その音が聞こえた方に目を向けると、パジャマ姿にぬいぐるみを抱えた女性が目を擦りながら歩いてくる。
その女性は歩きながら大きな欠伸をし、ダルそうな足取りはついさっき起きたのだろうと察せられる。
その姿を見た全員の目が彼女に釘付けになっている。寝起きで髪はボサボサであるが、非常に可憐な美少女であるのは誰の目から見ても明らかだった。
「おぉー、豪華な食事だねぇ」
そんな目線など露知らず、その女性はちょうど空いていた飛鳥の左隣の席に座り、箸を握り目の前の料理の数々を見つめる。
彼女が箸で料理を取ろうとした時、飛鳥がその皿を取り上げた。
「…まずは、挨拶してからでしょう?」
そう飛鳥が言うと、彼女は少しだけ不満そうな顔をしたがすぐに箸を置いて全員の方に顔を向ける。

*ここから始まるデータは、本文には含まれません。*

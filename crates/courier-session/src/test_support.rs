//! Fakes shared by the unit tests.

use std::sync::{
    Arc, Mutex,
    atomic::{AtomicBool, AtomicUsize, Ordering},
};

use async_trait::async_trait;
use courier_core::{
    ConnectOptions, ConnectionError, Credential, CredentialStore, EventSink, InboundMessage,
    MessageHandler, ProtocolClient, ProtocolConnector, SendError, SessionRecord, StorageError,
};
use serde_json::json;
use tokio::sync::{Notify, mpsc};

use crate::storage::MemoryStorage;

/// Client that records sends.
#[derive(Default)]
pub struct FakeClient {
    sent: Mutex<Vec<(String, String)>>,
    reject: AtomicBool,
    disconnected: AtomicBool,
}

impl FakeClient {
    pub fn sent(&self) -> Vec<(String, String)> {
        self.sent.lock().unwrap().clone()
    }

    pub fn reject_sends(&self) {
        self.reject.store(true, Ordering::SeqCst);
    }

    pub fn is_disconnected(&self) -> bool {
        self.disconnected.load(Ordering::SeqCst)
    }
}

#[async_trait]
impl ProtocolClient for FakeClient {
    async fn send(&self, recipient: &str, body: &str) -> Result<(), SendError> {
        if self.reject.load(Ordering::SeqCst) {
            return Err(SendError::Rejected("payload refused".into()));
        }
        self.sent
            .lock()
            .unwrap()
            .push((recipient.to_string(), body.to_string()));
        Ok(())
    }

    async fn disconnect(&self) {
        self.disconnected.store(true, Ordering::SeqCst);
    }
}

/// One call to `connect`, handed to the test to drive.
pub struct Attempt {
    pub sink: EventSink,
    pub client: Arc<FakeClient>,
    pub credential: Credential,
    pub options: ConnectOptions,
}

/// Connector whose clients are driven by the test through [`Attempt`]s.
pub struct FakeConnector {
    connects: AtomicUsize,
    issued: AtomicUsize,
    refuse: AtomicBool,
    refused: Mutex<Option<EventSink>>,
    hold: AtomicBool,
    release: Notify,
    attempts_tx: mpsc::UnboundedSender<Attempt>,
    attempts_rx: tokio::sync::Mutex<mpsc::UnboundedReceiver<Attempt>>,
}

impl FakeConnector {
    pub fn new() -> Self {
        let (attempts_tx, attempts_rx) = mpsc::unbounded_channel();
        Self {
            connects: AtomicUsize::new(0),
            issued: AtomicUsize::new(0),
            refuse: AtomicBool::new(false),
            refused: Mutex::new(None),
            hold: AtomicBool::new(false),
            release: Notify::new(),
            attempts_tx,
            attempts_rx: tokio::sync::Mutex::new(attempts_rx),
        }
    }

    pub fn connects(&self) -> usize {
        self.connects.load(Ordering::SeqCst)
    }

    pub fn credentials_issued(&self) -> usize {
        self.issued.load(Ordering::SeqCst)
    }

    pub fn refuse_connections(&self, refuse: bool) {
        self.refuse.store(refuse, Ordering::SeqCst);
    }

    /// Wait for the next successful `connect` call.
    pub async fn next_attempt(&self) -> Attempt {
        self.attempts_rx
            .lock()
            .await
            .recv()
            .await
            .expect("connector dropped")
    }

    /// Keep each `connect` call pending until [`Self::release_connection`].
    pub fn hold_connections(&self, hold: bool) {
        self.hold.store(hold, Ordering::SeqCst);
    }

    pub fn release_connection(&self) {
        self.release.notify_one();
    }

    /// Sink handed to the most recent refused `connect` call.
    pub fn take_refused_sink(&self) -> Option<EventSink> {
        self.refused.lock().unwrap().take()
    }
}

#[async_trait]
impl ProtocolConnector for FakeConnector {
    fn init_credential(&self) -> Credential {
        let n = self.issued.fetch_add(1, Ordering::SeqCst);
        Credential::new(json!({
            "noiseKey": format!("noise-{n}"),
            "registrationId": 1000 + n,
        }))
    }

    async fn connect(
        &self,
        credential: Credential,
        options: &ConnectOptions,
        events: EventSink,
    ) -> Result<Arc<dyn ProtocolClient>, ConnectionError> {
        self.connects.fetch_add(1, Ordering::SeqCst);
        if self.refuse.load(Ordering::SeqCst) {
            *self.refused.lock().unwrap() = Some(events);
            return Err(ConnectionError::Refused("connection reset by peer".into()));
        }

        let client = Arc::new(FakeClient::default());
        let _ = self.attempts_tx.send(Attempt {
            sink: events,
            client: Arc::clone(&client),
            credential,
            options: options.clone(),
        });
        if self.hold.load(Ordering::SeqCst) {
            self.release.notified().await;
        }
        Ok(client)
    }
}

/// Memory store that can be switched off.
pub struct FlakyStore {
    inner: MemoryStorage,
    available: AtomicBool,
}

impl FlakyStore {
    pub fn unavailable() -> Self {
        Self {
            inner: MemoryStorage::new(),
            available: AtomicBool::new(false),
        }
    }

    pub fn set_available(&self, available: bool) {
        self.available.store(available, Ordering::SeqCst);
    }

    fn check(&self) -> Result<(), StorageError> {
        if self.available.load(Ordering::SeqCst) {
            Ok(())
        } else {
            Err(StorageError::Unavailable("connection refused".into()))
        }
    }
}

#[async_trait]
impl CredentialStore for FlakyStore {
    async fn read_record(&self, session_key: &str) -> Result<Option<SessionRecord>, StorageError> {
        self.check()?;
        self.inner.read_record(session_key).await
    }

    async fn write_record(&self, record: SessionRecord) -> Result<(), StorageError> {
        self.check()?;
        self.inner.write_record(record).await
    }

    async fn delete(&self, session_key: &str) -> Result<(), StorageError> {
        self.check()?;
        self.inner.delete(session_key).await
    }
}

/// Memory store that remembers every write in order.
#[derive(Default)]
pub struct RecordingStore {
    inner: MemoryStorage,
    writes: Mutex<Vec<SessionRecord>>,
}

impl RecordingStore {
    pub fn writes(&self) -> Vec<Credential> {
        self.writes
            .lock()
            .unwrap()
            .iter()
            .map(|record| record.decode().unwrap())
            .collect()
    }
}

#[async_trait]
impl CredentialStore for RecordingStore {
    async fn read_record(&self, session_key: &str) -> Result<Option<SessionRecord>, StorageError> {
        self.inner.read_record(session_key).await
    }

    async fn write_record(&self, record: SessionRecord) -> Result<(), StorageError> {
        self.writes.lock().unwrap().push(record.clone());
        self.inner.write_record(record).await
    }

    async fn delete(&self, session_key: &str) -> Result<(), StorageError> {
        self.inner.delete(session_key).await
    }
}

/// Handler that forwards every message to a channel.
pub struct ChannelHandler(pub mpsc::UnboundedSender<InboundMessage>);

impl ChannelHandler {
    pub fn new() -> (Arc<Self>, mpsc::UnboundedReceiver<InboundMessage>) {
        let (tx, rx) = mpsc::unbounded_channel();
        (Arc::new(Self(tx)), rx)
    }
}

#[async_trait]
impl MessageHandler for ChannelHandler {
    async fn on_message(&self, message: InboundMessage) {
        let _ = self.0.send(message);
    }
}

「おはようございまーす…って、あれ? 知らない人がいるんだけど…」
「…相っ変わらずマイペースね…。説明するのも面倒だわ…」
「まぁまぁ、お嬢。久しぶりなんだしいいじゃねぇか。俺達も逢うの5日振りとかなんだから」
「あー、そんなに寝てたのか。通りでお腹空いてた訳だぁ…」
ゆったりとした口調で話を続ける彼女は、その知らない人に目線を向ける。
目線を向けられた、彼女が知らない人は隣にいる雨に話しかける。
「…まさか、あの空き部屋の…」
「大正解。紹介してないメンバーその1」
「その言葉から察するに、新しいメンバーってことか。じゃあ自己紹介しておかないとねぇ」
彼女はまたもう一度大きな欠伸をし、目を擦った後、真っ直ぐに春人を見据える。
「私は姫野 優希だよ。よろしく。姫って呼んでくれると嬉しいなぁ」
「あ、三樹 春人です…。よろしくお願いします…」
「春人…。じゃあ、ハルさんって呼ぶねぇ」
ダルそうなんだか、まったりした喋り方なのかは判別つかないが、彼女も春人を拒絶はしなかった。それが嬉しくて、春人をの頬が少しだけ緩む。
「…あー、ハル。言いにくいんだけど、その…」
その頬の緩みを少々厄介な方に解釈した白亜は、言いにくそうに春人に衝撃の事実を告げる。
「…姫は、『男』だから」
「そうなんですか…って、男!?」
「うん、大体の奴がその反応してるから安心していいぞ」
春人はその言葉が信じられず、姫の方に顔を向けまじまじとその顔を見る。
どこからどう見ても、目の前の人は美少女にしか見えない。こんな可愛い子が男のはずがない、と春人の目が語っていた。
「あ、うん。ややこしいけど男の子なんだよねぇ」
何でもないような顔と声でとんでもないことを口にする彼女…もとい、彼は歴とした男の娘であるらしい。